You can change the respective display filters according to your personal preferences and the type of text without changing the calculated metrics. The display filter is also taken into account when displaying the bar chart when selecting the metric, so that you immediately get a graphical impression of how the display filter will operate.
Case studies of AI-generated texts
Case study 1: Fully AI-generated text on the topic of "Reading and spelling skills"
Prompt used: "Create a text for a seminar paper on the topic: "Influence of artificial intelligence on the writing and reading skills of high school students!"
The figure shows the evaluation of the PlagAware AI detector for the text generated by ChatGPT (model GPT-4o mini). The default display filter "Median" was used in the bar chart. It can be seen that almost the entire text clearly contains AI-typical phrasing. Wording of this frequency and consistency gives strong indications that an AI model was used to create the text.
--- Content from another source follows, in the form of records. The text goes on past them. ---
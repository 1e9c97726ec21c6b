//! Stand-alone scoring command.

use chrono::{NaiveDate, Utc};
use clap::Args;
use eisenboard_core::scoring::{AnswerMap, Evaluation, Verdict};
use eisenboard_core::{start_by_date, Config, QuestionCategory, QuestionSet, Questionnaire, Scorer};
use serde_json::json;

use super::parse_answers;

#[derive(Args)]
pub struct EvaluateArgs {
    /// Importance answers in question order, e.g. "y,y,n"
    #[arg(long, default_value = "")]
    pub importance: String,
    /// Urgency answers in question order, e.g. "n,n,y"
    #[arg(long, default_value = "")]
    pub urgency: String,
    /// Due date (YYYY-MM-DD)
    #[arg(long)]
    pub due: Option<NaiveDate>,
    /// Estimated effort in hours
    #[arg(long)]
    pub hours: Option<f64>,
    /// Start-by date (YYYY-MM-DD); overrides the one derived from --due and --hours
    #[arg(long)]
    pub start_by: Option<NaiveDate>,
}

/// Questionnaire filled from positional answer lists. Ids are checked
/// against the configured questions.
pub fn fill_form(
    questions: &QuestionSet,
    importance: &str,
    urgency: &str,
) -> Result<Questionnaire, Box<dyn std::error::Error>> {
    let mut form = Questionnaire::new();
    let lists: [(QuestionCategory, AnswerMap); 2] = [
        (QuestionCategory::Importance, parse_answers(importance)?),
        (QuestionCategory::Urgency, parse_answers(urgency)?),
    ];
    for (category, answers) in lists {
        for (id, yes) in answers.iter() {
            form.answer(questions, category, id, yes)?;
        }
    }
    Ok(form)
}

/// Score a filled form, failing when it cannot be submitted yet.
pub fn require_evaluation(
    form: &Questionnaire,
    title: &str,
    config: &Config,
    start_by: Option<NaiveDate>,
) -> Result<Evaluation, Box<dyn std::error::Error>> {
    let scorer = Scorer::with_policy(config.scoring);
    let now = Utc::now();
    if !form.can_submit(title, &scorer, &config.questions, start_by, now) {
        let required = config.scoring.required_answers(
            config.questions.len(QuestionCategory::Importance),
            config.questions.len(QuestionCategory::Urgency),
        );
        return Err(format!("answer at least {required} questions in each category").into());
    }
    form.evaluate(&scorer, &config.questions, start_by, now)
        .into_evaluation()
        .ok_or_else(|| "evaluation is undecided".into())
}

pub fn run(args: EvaluateArgs) -> Result<(), Box<dyn std::error::Error>> {
    let config = Config::load()?;
    let form = fill_form(&config.questions, &args.importance, &args.urgency)?;
    let start_by = args.start_by.or_else(|| start_by_date(args.due, args.hours));

    let scorer = Scorer::with_policy(config.scoring);
    let verdict = form.evaluate(&scorer, &config.questions, start_by, Utc::now());
    let output = match verdict {
        Verdict::Decided(evaluation) => json!({
            "verdict": "decided",
            "startBy": start_by,
            "evaluation": evaluation,
            "badge": evaluation.quadrant.badge_text(),
            "action": evaluation.quadrant.action(),
            "urgencyLabel": evaluation.urgency_label().text(),
        }),
        Verdict::Undecided => json!({
            "verdict": "undecided",
            "answered": {
                "importance": form.importance().len(),
                "urgency": form.urgency().len(),
            },
            "required": config.scoring.required_answers(
                config.questions.len(QuestionCategory::Importance),
                config.questions.len(QuestionCategory::Urgency),
            ),
        }),
    };
    println!("{}", serde_json::to_string_pretty(&output)?);
    Ok(())
}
The full interactive report of the plagiarism check and the AI detector for case study 1 can be accessed via the following link: Interactive test report for case study 1 - AI-generated text on writing and reading skills.
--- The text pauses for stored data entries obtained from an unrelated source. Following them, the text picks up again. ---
impl TaskPatch {
    /// Status change only.
    pub fn status(status: TaskStatus) -> Self {
        Self {
            status: Some(status),
            ..Self::default()
        }
    }

    /// Update due date and effort together with the derived start-by date.
    pub fn reschedule(mut self, due_date: Option<NaiveDate>, estimated_hours: Option<f64>) -> Self {
        self.due_date = Some(due_date);
        self.estimated_duration = Some(estimated_hours);
        self.start_deadline = Some(start_by_date(due_date, estimated_hours));
        self
    }

    pub fn is_empty(&self) -> bool {
        *self == Self::default()
    }

    pub fn validate(&self) -> Result<(), ValidationError> {
        if self.is_empty() {
            return Err(ValidationError::EmptyPatch);
        }
        if matches!(&self.title, Some(title) if title.trim().is_empty()) {
            return Err(ValidationError::Blank("title".into()));
        }
        Ok(())
    }

    /// Apply to `task`. A status change also sets `completed`, and wins over
    /// an explicit `completed` in the same patch.
    pub fn apply(&self, task: &mut Task) -> Result<(), ValidationError> {
        self.validate()?;

        if let Some(title) = &self.title {
            task.title = title.clone();
        }
        if let Some(description) = &self.description {
            task.description = description.clone();
        }
        if let Some(priority) = self.priority {
            task.priority = priority;
        }
        if let Some(due_date) = self.due_date {
            task.due_date = due_date;
        }
        if let Some(hours) = self.estimated_duration {
            task.estimated_duration = hours;
        }
        if let Some(start_deadline) = self.start_deadline {
            task.start_deadline = start_deadline;
        }
        if let Some(completed) = self.completed {
            task.completed = completed;
        }
        if let Some(status) = self.status {
            task.set_status(status);
        }
        if let Some(evaluation) = self.evaluation {
            task.evaluation = evaluation;
        }
        Ok(())
    }
}

/// Deserializers tolerant of what browser forms send: empty strings for
/// absent dates, numbers as strings, naive timestamps.
mod lenient {
    use chrono::{DateTime, NaiveDate, NaiveDateTime, Utc};
    use serde::de::Error;
    use serde::{Deserialize, Deserializer};

    use super::Priority;

    #[derive(Deserialize)]
    #[serde(untagged)]
    enum NumberOrText {
        Number(f64),
        Text(String),
    }

    pub fn string<'de, D: Deserializer<'de>>(d: D) -> Result<String, D::Error> {
        Ok(Option::<String>::deserialize(d)?.unwrap_or_default())
    }

    pub fn priority<'de, D: Deserializer<'de>>(d: D) -> Result<Priority, D::Error> {
        Ok(Option::<String>::deserialize(d)?
            .map(|p| Priority::parse_lenient(&p))
            .unwrap_or_default())
    }

    pub fn date<'de, D: Deserializer<'de>>(d: D) -> Result<Option<NaiveDate>, D::Error> {
        match Option::<String>::deserialize(d)? {
            Some(s) if !s.trim().is_empty() => {
                // Accept full timestamps by keeping the date part.
                let day = s.get(..10).unwrap_or(&s);
                NaiveDate::parse_from_str(day, "%Y-%m-%d")
                    .map(Some)
                    .map_err(D::Error::custom)
            }
            _ => Ok(None),
        }
    }

    pub fn hours<'de, D: Deserializer<'de>>(d: D) -> Result<Option<f64>, D::Error> {
        match Option::<NumberOrText>::deserialize(d)? {
            Some(NumberOrText::Number(n)) => Ok(Some(n)),
            Some(NumberOrText::Text(s)) if !s.trim().is_empty() => {
                s.trim().parse().map(Some).map_err(D::Error::custom)
            }
            _ => Ok(None),
        }
    }

    pub fn datetime<'de, D: Deserializer<'de>>(d: D) -> Result<DateTime<Utc>, D::Error> {
        let s = String::deserialize(d)?;
        if let Ok(dt) = DateTime::parse_from_rfc3339(&s) {
            return Ok(dt.with_timezone(&Utc));
        }
        NaiveDateTime::parse_from_str(&s, "%Y-%m-%dT%H:%M:%S%.f")
            .map(|naive| naive.and_utc())
            .map_err(D::Error::custom)
    }
}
Case study 2: Wikipedia source rewritten by AI on the topic of "quantum computers"
Prompt used: "Rewrite the Wikipedia article section as part of a seminar paper on quantum computers!"
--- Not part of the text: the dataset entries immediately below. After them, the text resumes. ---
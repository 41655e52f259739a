pub mod error;
pub mod models;
pub mod observation_repository;
pub mod station_repository;

pub use error::DbError;
pub use models::*;
pub use observation_repository::ObservationRepository;
pub use station_repository::StationRepository;
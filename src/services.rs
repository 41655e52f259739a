pub mod observation_service;

pub use observation_service::ObservationService;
The test text consists of two sections: In the first half of the test text, the Wikipedia article was taken over unchanged. The second part of the test text consists of the text rewritten by ChatGPT. It is evident that the first half was assessed as "AI-untypical", as can be seen from the light green coloring. In the second half of the test text, on the other hand, clear signs of an AI-generated text were detected, which is indicated by the slight to strong red highlighting.
You can access the full interactive report of the plagiarism check and the AI detector for case study 2 at the following link: Interactive check report for case study 2 - Wikipedia source on quantum computing rewritten by AI.
Costs for the AI detector
PlagAware's AI detector is included in the plagiarism check and is automatically run in the background as soon as a plagiarism check is carried out. For the plagiarism check incl. AI detector, 1 ScanCredit per 250 words (search in online sources) or 1 ScanCredit per 1000 words (pure search in library texts - collusion check) is charged. Overview of the license models Further information on the pricing structure of PlagAware can be found at .
Additions and further setting options for the AI detector are planned for the near future.
Is there an intention to deceive?
When assessing the intention to deceive, it should be noted that an AI may be regarded as a permitted tool for writing your own texts. ChatGPT & Co. thus represent a logical progression of the spell checker, grammar checker or thesaurus that are used in all modern word processing programs. The question of intent to deceive can therefore not necessarily be reduced to the question of AI support when writing a text.
Rather, the focus should be on the question of whether sources that have not been cited have been unauthorizedly rewritten by an AI and passed off as the author's own texts. This issue can (as of today) only be answered by a manual assessment (e.g. oral review).